The first cellphone was developed by Motorola in Israel.

I’m sure the minister and his staff use a PC to scribble out rhetoric or play solitaire when nobody’s looking.

Well, the first Intel processor chip was designed and developed in Israel.

Perhaps he uses Microsoft software, which has many components that come out of the Microsoft R&D centre in Israel.

Ebrahim likely shares documents and pictures of his non-Israeli trips on a flash disk, which, yet again, is an Israeli invention.

Or perhaps the honourable deputy minister makes use of the internet to send emails or browse the Web, which relies extensively on Cisco pipes developed in Israel.

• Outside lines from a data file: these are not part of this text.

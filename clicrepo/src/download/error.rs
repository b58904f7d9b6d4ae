//! Error types for the download pipeline.

use std::io;

use thiserror::Error;

/// Result type for single-file fetches.
pub type FetchResult<T> = Result<T, FetchError>;

/// Errors that can occur while fetching one file.
///
/// Every variant carries the URL that failed so a session-level error can
/// point at the offending file.
#[derive(Debug, Error)]
pub enum FetchError {
    /// Connection or protocol failure.
    #[error("failed to fetch {url}: {reason}")]
    Transport { url: String, reason: String },

    /// Network timeout.
    #[error("request to {url} timed out after {timeout_secs}s")]
    Timeout { url: String, timeout_secs: u64 },

    /// Server answered with a non-success status.
    #[error("HTTP {status} from {url}")]
    Status { url: String, status: u16 },

    /// Response body could not be read.
    #[error("failed to read response from {url}: {reason}")]
    Body { url: String, reason: String },

    /// Local file access failed.
    #[error("failed to read local file {url}: {source}")]
    Local {
        url: String,
        #[source]
        source: io::Error,
    },

    /// URL is malformed or its scheme is not allowed.
    #[error("invalid URL {url}: {reason}")]
    InvalidUrl { url: String, reason: String },

    /// The HTTP client could not be created.
    #[error("failed to create HTTP client: {0}")]
    Client(String),
}

impl FetchError {
    /// URL of the failing request, if the error is tied to one.
    pub fn url(&self) -> Option<&str> {
        match self {
            Self::Transport { url, .. }
            | Self::Timeout { url, .. }
            | Self::Status { url, .. }
            | Self::Body { url, .. }
            | Self::Local { url, .. }
            | Self::InvalidUrl { url, .. } => Some(url),
            Self::Client(_) => None,
        }
    }

    /// HTTP status code, for status failures.
    pub fn status(&self) -> Option<u16> {
        match self {
            Self::Status { status, .. } => Some(*status),
            _ => None,
        }
    }
}

/// Errors from a whole pool run.
#[derive(Debug, Error)]
pub enum PoolError {
    /// One task failed; every other task was aborted.
    #[error(transparent)]
    Fetch(#[from] FetchError),

    /// The run was cancelled from outside.
    #[error("download cancelled")]
    Cancelled,
}
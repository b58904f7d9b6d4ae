//! Shared setup for commands that talk to the repository.

use std::future::Future;
use std::sync::Arc;

use clicrepo::config::ConfigFile;
use clicrepo::project::directory_url;
use clicrepo::{init_logging, DownloadConfig, HttpFetcher, LoggingGuard, LoggingOptions, Url};
use tokio::runtime::Runtime;
use tracing::debug;

use crate::error::CliError;

/// Global options shared by every command.
#[derive(Debug, Clone, Default)]
pub struct GlobalArgs {
    pub verbose: u8,
    pub base_url: Option<String>,
    pub site_url: Option<String>,
}

/// Loaded configuration, logging and an async runtime.
pub struct CliRunner {
    config: ConfigFile,
    base_url: String,
    site_url: String,
    runtime: Runtime,
    _logging: LoggingGuard,
}

impl CliRunner {
    /// Load the configuration file, install logging and start the runtime.
    pub fn new(args: &GlobalArgs) -> Result<Self, CliError> {
        let config = ConfigFile::load()?;

        let logging = init_logging(&LoggingOptions {
            verbosity: args.verbose,
            file: config.logging.file.clone(),
        })?;

        let runtime = tokio::runtime::Builder::new_multi_thread()
            .enable_all()
            .build()
            .map_err(|e| CliError::Runtime(e.to_string()))?;

        let base_url = args
            .base_url
            .clone()
            .unwrap_or_else(|| config.repository.base_url.clone());
        let site_url = args
            .site_url
            .clone()
            .unwrap_or_else(|| config.repository.site_url.clone());

        Ok(Self {
            config,
            base_url,
            site_url,
            runtime,
            _logging: logging,
        })
    }

    /// Repository base URL, command line first.
    pub fn base_url(&self) -> Result<Url, CliError> {
        directory_url(&self.base_url).map_err(CliError::Config)
    }

    /// Repository website URL, command line first.
    pub fn site_url(&self) -> &str {
        &self.site_url
    }

    /// Download settings from the configuration file.
    pub fn download_config(&self) -> DownloadConfig {
        DownloadConfig::from_config_file(&self.config)
    }

    /// HTTP fetcher honouring the configured timeout and local access flag.
    pub fn fetcher(&self, config: &DownloadConfig) -> Result<Arc<HttpFetcher>, CliError> {
        let fetcher = HttpFetcher::with_timeout(config.timeout)?
            .allow_local_origin(config.allow_local_origin);
        Ok(Arc::new(fetcher))
    }

    /// Run a future to completion on the runtime.
    pub fn block_on<F: Future>(&self, future: F) -> F::Output {
        self.runtime.block_on(future)
    }

    pub fn log_startup(&self, command: &str) {
        debug!(
            command,
            base_url = %self.base_url,
            version = env!("CARGO_PKG_VERSION"),
            "clicrepo starting"
        );
    }
}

We hope that our deputy minister has not been to the hospital too often but, if he has, Ebrahim has no doubt been given a treatment or undergone a diagnostic procedure that has been partly developed and influenced by Israelis.

If he knows someone with multiple sclerosis, Gaucher’s disease, or many other diseases and ailments, it is probable that this person is on medication that in some way has been researched and developed in Israel.

And I haven’t even spoken about the numerous advances in chemistry, physics, optics, agriculture, biotechnology, economics and so forth that have most likely had a direct or indirect influence on the honourable deputy minister.

It seems that the only way to heed our honourable deputy minister’s astute remarks is to return to the Stone Age. Too bad Israel hasn’t invented a time machine.